Thanks for your quick and detailed reply @Jaguar0625
I’ve some more questions:
6. In normal conditions, finalization progress should be made every 4 minutes. – Could we reduce the finalization time? What is the lowest limit that could be set instead of 4 minutes?
7. Different Harvesters can have different finalized block heights at the same time. E.g., harvester A has finalized block #10 but harvester B has already finalized block #12. – How much the discrepancy of block heights can be? Is there any estimation of how many harvesters have finalized the same height at the same time?
stepDuration = 5mso finalization is every 10 minutes, you need to balance various things:
- you want to give voters time to actually exchange messages
- you don’t want voters to vote too often (as you have chance of not progressing within a round - waste of time)
- you want the chain to actually progress few blocks before next round happens
I can’t give you good answer (and in private deployment, depending on non-tech factors, you probably don’t need finalization at all)
- sooner or later all voters will finalize on block at the end of epoch (
votingSetGrouping = 1440).
- if node is actively voting, it shouldn’t be further than few blocks behind
- if node is peer and non-voting (but with finalization extension enabled), it will recv votes anyway
- if node is api and not-voting, there’s
unfinalizedBlocksDuration =that should be non-zero, and forces it to pull some “fresh” data about finalization (otherwise, with 0 value it will only have info about finalizations at epoch ends, which as above is 1440blocks in mainnet ~= 12h)
Why do you suggest that there is no need for finalization in private blockchains? Is it because of the absence of intentional double spending?
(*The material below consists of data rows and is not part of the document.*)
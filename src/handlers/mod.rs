//! # Handlers and their construction.
//!
//! - [`EventHandler`] function bound to an event with priority and requirements
//! - [`HandlerBuilder`] fluent construction, sync or async
//! - [`HandlerHandle`], [`HandlerId`] registry identity
//! - [`OwnerToken`] group identity for bulk unregistration

mod blocking;
mod builder;
mod handler;

pub use builder::HandlerBuilder;
pub use handler::{EventHandler, HandlerHandle, HandlerId, HandlerResult, OwnerToken};
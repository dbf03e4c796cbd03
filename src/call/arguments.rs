//! # Positional and keyword data passed to handlers.
//!
//! ## Example
//! ```rust
//! use serde_json::json;
//! use eventspace::Arguments;
//!
//! let args = Arguments::new()
//!     .arg("hello")
//!     .kwarg("role", "admin");
//!
//! assert_eq!(args.get(0), Some(&json!("hello")));
//! assert_eq!(args.kwarg_value("role"), Some(&json!("admin")));
//! ```

use serde_json::{Map, Value};

/// Keyword arguments keyed by name.
pub type Kwargs = Map<String, Value>;

/// Data a producer hands to every handler of one dispatch.
#[derive(Debug, Clone, Default, PartialEq)]
pub struct Arguments {
    /// Positional values, in order.
    pub positional: Vec<Value>,
    /// Keyword values.
    pub keywords: Kwargs,
}

impl Arguments {
    /// Empty argument set.
    #[must_use]
    pub fn new() -> Self {
        Self::default()
    }

    /// Appends a positional value.
    #[inline]
    #[must_use]
    pub fn arg(mut self, value: impl Into<Value>) -> Self {
        self.positional.push(value.into());
        self
    }

    /// Sets a keyword value, replacing any previous value for `key`.
    #[inline]
    #[must_use]
    pub fn kwarg(mut self, key: impl Into<String>, value: impl Into<Value>) -> Self {
        self.keywords.insert(key.into(), value.into());
        self
    }

    /// Positional value at `index`.
    pub fn get(&self, index: usize) -> Option<&Value> {
        self.positional.get(index)
    }

    /// Keyword value for `key`.
    pub fn kwarg_value(&self, key: &str) -> Option<&Value> {
        self.keywords.get(key)
    }

    /// Returns a copy whose keywords are `defaults` overridden by `self.keywords`.
    pub(crate) fn merged_over(&self, defaults: &Kwargs) -> Arguments {
        if defaults.is_empty() {
            return self.clone();
        }
        let mut keywords = defaults.clone();
        for (k, v) in &self.keywords {
            keywords.insert(k.clone(), v.clone());
        }
        Arguments {
            positional: self.positional.clone(),
            keywords,
        }
    }
}
//! # Example: basic
//!
//! Synchronous dispatch with priorities, requirements and cancellation.
//!
//! Demonstrates how to:
//! - Register handlers with [`EventSpace::on`].
//! - Call an event and read `responses` / `response`.
//! - Cancel a cancellable call from a high-priority handler.
//!
//! ## Flow
//! ```text
//! call("save")
//!     ├─► guard   (prio 100) ─► cancel() if readonly
//!     ├─► backup  (prio 10)  ─► requires mode=full
//!     └─► writer  (prio 0)   ─► "saved <file>"
//! ```
//!
//! ## Run
//! ```bash
//! RUST_LOG=eventspace=debug cargo run --example basic
//! ```

use eventspace::{Arguments, CallOptions, EventSpace};
use serde_json::{json, Value};
use tracing_subscriber::EnvFilter;

fn main() -> Result<(), Box<dyn std::error::Error>> {
    tracing_subscriber::fmt()
        .with_env_filter(EnvFilter::from_default_env())
        .init();

    // 1. One space for the whole program, passed around by handle
    let space = EventSpace::new();

    // 2. Handlers
    space.on("save").priority(100).sync(|call, args| {
        if args.kwarg_value("readonly") == Some(&json!(true)) {
            println!("[guard] readonly, cancelling");
            call.cancel()?;
        }
        Ok(None)
    });
    space
        .on("save")
        .priority(10)
        .requires("mode", "full")
        .sync(|_call, _args| {
            println!("[backup] taking backup");
            Ok(Some(json!("backup taken")))
        });
    space.on("save").sync(|_call, args| {
        let file = args.get(0).and_then(Value::as_str).unwrap_or("?");
        Ok(Some(json!(format!("saved {file}"))))
    });

    // 3. Calls
    let opts = CallOptions::new().cancellable(true);

    let call = space.call("save", opts, Arguments::new().arg("a.txt"))?;
    println!("plain:    {:?}", call.responses());

    let call = space.call("save", opts, Arguments::new().arg("b.txt").kwarg("mode", "full"))?;
    println!("full:     {:?} first={:?}", call.responses(), call.response());

    let call = space.call("save", opts, Arguments::new().arg("c.txt").kwarg("readonly", true))?;
    println!("readonly: cancelled={} responses={:?}", call.is_cancelled(), call.responses());

    // 4. Unknown events are a no-op
    let call = space.emit("unknown", Arguments::new())?;
    println!("unknown:  {:?}", call.response());
    Ok(())
}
Or something else?
Because in private deployments it’s usually the entity, that is running the chain, and there are no outsiders that can join the network (and well you can have two currencies, one that is used for payments other for harvesting purposes).
Also in private deployments you’ll probably want some kind of monitoring if things are going the way you intended (and in case of network split, there might be some more complicated scenarios needed - like rearranging blocks).
P.S. Sorry for late response, missed the message.